#### Problem requirements
Read through the records. Copy each line that has the word "SiteConfig".

#### Data shown
//! The `render` command
//!
//! Loads both data files and renders every page container to its own HTML
//! fragment. A data file that fails to load gets the fixed fallback message
//! in each container that depends on it; the rest of the site still renders.

use crate::config::SiteConfig;
use anyhow::Context;
use app_core::posts::PostId;
use app_ui::components::{
    album_grid, latest_album, latest_news, news_feed, ALBUMS_UNAVAILABLE,
    LATEST_ALBUM_UNAVAILABLE, LATEST_NEWS_UNAVAILABLE, NEWS_UNAVAILABLE,
};
use app_ui::html::fallback_message;
use app_ui::modal::ModalView;
use app_ui::navigation::NEWS_PAGE_PATH;
use networking::{ContentLoader, DataSource, JsonSource};
use std::collections::HashSet;
use std::path::{Path, PathBuf};

/// Path of the homepage
const HOME_PAGE_PATH: &str = "/";

/// A rendered container, relative to the output directory
#[derive(Debug, Clone, PartialEq, Eq)]
pub struct Fragment {
    /// File path relative to the output directory
    pub path: PathBuf,
    /// Markup
    pub html: String,
}

impl Fragment {
    fn new(path: impl Into<PathBuf>, html: String) -> Self {
        Self { path: path.into(), html }
    }
}

/// Anything outside `[A-Za-z0-9_-]` becomes `-` so string ids cannot escape
/// the `posts/` directory.
fn fragment_stem(id: &PostId) -> String {
    id.to_string()
        .chars()
        .map(|c| if c.is_ascii_alphanumeric() || c == '_' || c == '-' { c } else { '-' })
        .collect()
}

/// Hands out post fragment names, never the same one twice
///
/// Distinct ids can sanitize to the same name (`1` and `"1"`, `"a/b"` and
/// `"a-b"`). Later posts get `-2`, `-3`, ... appended.
#[derive(Debug, Default)]
pub struct FragmentNames {
    used: HashSet<String>,
}

impl FragmentNames {
    /// Create an empty set of names
    pub fn new() -> Self {
        Self::default()
    }

    /// Reserve a file name for a post
    pub fn assign(&mut self, id: &PostId) -> String {
        let stem = fragment_stem(id);
        let mut name = format!("{}.html", stem);
        let mut n = 2;
        while self.used.contains(&name) {
            name = format!("{}-{}.html", stem, n);
            n += 1;
        }
        if n > 2 {
            tracing::warn!(%id, file = %name, "post fragment name already taken, using a suffix");
        }
        self.used.insert(name.clone());
        name
    }
}

/// Load the data files and render every fragment
pub async fn render_site<S: JsonSource>(
    loader: &ContentLoader<S>,
    config: &SiteConfig,
) -> Vec<Fragment> {
    let posts_source = DataSource::parse(&config.data.posts);
    let albums_source = DataSource::parse(&config.data.albums);

    let (posts, albums) = tokio::join!(
        loader.load_posts(&posts_source),
        loader.load_albums(&albums_source)
    );

    let mut fragments = Vec::new();

    match posts {
        Ok(posts) => {
            fragments.push(Fragment::new("news.html", news_feed(&posts, NEWS_PAGE_PATH)));
            fragments.push(Fragment::new("latest-news.html", latest_news(&posts, HOME_PAGE_PATH)));
            let mut names = FragmentNames::new();
            for post in &posts {
                let path = Path::new("posts").join(names.assign(&post.id));
                let html = ModalView::for_post(post, &config.comments).render();
                fragments.push(Fragment::new(path, html));
            }
        }
        Err(_) => {
            fragments.push(Fragment::new("news.html", fallback_message(NEWS_UNAVAILABLE)));
            fragments.push(Fragment::new(
                "latest-news.html",
                fallback_message(LATEST_NEWS_UNAVAILABLE),
            ));
        }
    }

    match albums {
        Ok(albums) => {
            fragments.push(Fragment::new("albums.html", album_grid(&albums)));
            fragments.push(Fragment::new("latest-album.html", latest_album(&albums)));
        }
        Err(_) => {
            fragments.push(Fragment::new("albums.html", fallback_message(ALBUMS_UNAVAILABLE)));
            fragments.push(Fragment::new(
                "latest-album.html",
                fallback_message(LATEST_ALBUM_UNAVAILABLE),
            ));
        }
    }

    fragments
}

/// Write fragments under the output directory
pub async fn write_fragments(out_dir: &Path, fragments: &[Fragment]) -> anyhow::Result<()> {
    for fragment in fragments {
        let path = out_dir.join(&fragment.path);
        if let Some(parent) = path.parent() {
            tokio::fs::create_dir_all(parent)
                .await
                .with_context(|| format!("creating {}", parent.display()))?;
        }
        tokio::fs::write(&path, &fragment.html)
            .await
            .with_context(|| format!("writing {}", path.display()))?;
        tracing::info!(path = %path.display(), "wrote fragment");
    }
    Ok(())
}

#### Exercise response
use crate::config::SiteConfig;
    config: &SiteConfig,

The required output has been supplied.